EXERCISE INSTRUCTIONS:
Your response should contain every line from the data below that holds the string "match".

SUPPLIED RECORDS:
═══

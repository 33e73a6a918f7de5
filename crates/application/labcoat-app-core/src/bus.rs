//! Application-scoped publish/subscribe channel for build state changes.
//!
//! One `EventBus` is created at startup and cloned into every component that
//! publishes or listens. Subscribers see every event and filter by `BuildRef`.

use labcoat_core::{Build, BuildRef};
use tokio::sync::broadcast::{self, error::RecvError, error::TryRecvError};
use tracing::warn;

#[derive(Debug, Clone, PartialEq)]
pub enum BusEvent {
    /// An action on `target` completed; `build` is the server's new snapshot.
    BuildChanged { target: BuildRef, build: Build },
}

impl BusEvent {
    pub fn target(&self) -> BuildRef {
        match self {
            BusEvent::BuildChanged { target, .. } => *target,
        }
    }
}

#[derive(Clone)]
pub struct EventBus {
    tx: broadcast::Sender<BusEvent>,
}

impl Default for EventBus {
    fn default() -> Self {
        Self::new(labcoat_config::EVENT_BUS_CAPACITY)
    }
}

impl EventBus {
    pub fn new(capacity: usize) -> Self {
        let (tx, _) = broadcast::channel(capacity.max(1));
        Self { tx }
    }

    /// Returns the number of subscribers the event reached.
    pub fn publish(&self, ev: BusEvent) -> usize {
        self.tx.send(ev).unwrap_or(0)
    }

    pub fn subscribe(&self) -> BusSubscription {
        BusSubscription {
            rx: self.tx.subscribe(),
        }
    }

    pub fn subscriber_count(&self) -> usize {
        self.tx.receiver_count()
    }
}

pub struct BusSubscription {
    rx: broadcast::Receiver<BusEvent>,
}

impl BusSubscription {
    /// Next buffered event, if any. Lag is logged and skipped over.
    pub fn try_next(&mut self) -> Option<BusEvent> {
        loop {
            match self.rx.try_recv() {
                Ok(ev) => return Some(ev),
                Err(TryRecvError::Lagged(n)) => {
                    warn!("Event bus subscriber lagged, {} events dropped", n);
                }
                Err(TryRecvError::Empty) | Err(TryRecvError::Closed) => return None,
            }
        }
    }

    /// Next buffered event about `target`, discarding events for other builds.
    pub fn try_next_for(&mut self, target: &BuildRef) -> Option<BusEvent> {
        while let Some(ev) = self.try_next() {
            if ev.target() == *target {
                return Some(ev);
            }
        }
        None
    }

    pub async fn next(&mut self) -> Option<BusEvent> {
        loop {
            match self.rx.recv().await {
                Ok(ev) => return Some(ev),
                Err(RecvError::Lagged(n)) => {
                    warn!("Event bus subscriber lagged, {} events dropped", n);
                }
                Err(RecvError::Closed) => return None,
            }
        }
    }
}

═══

WRITTEN REPLY:
        match self {
            match self.rx.try_recv() {
            match self.rx.recv().await {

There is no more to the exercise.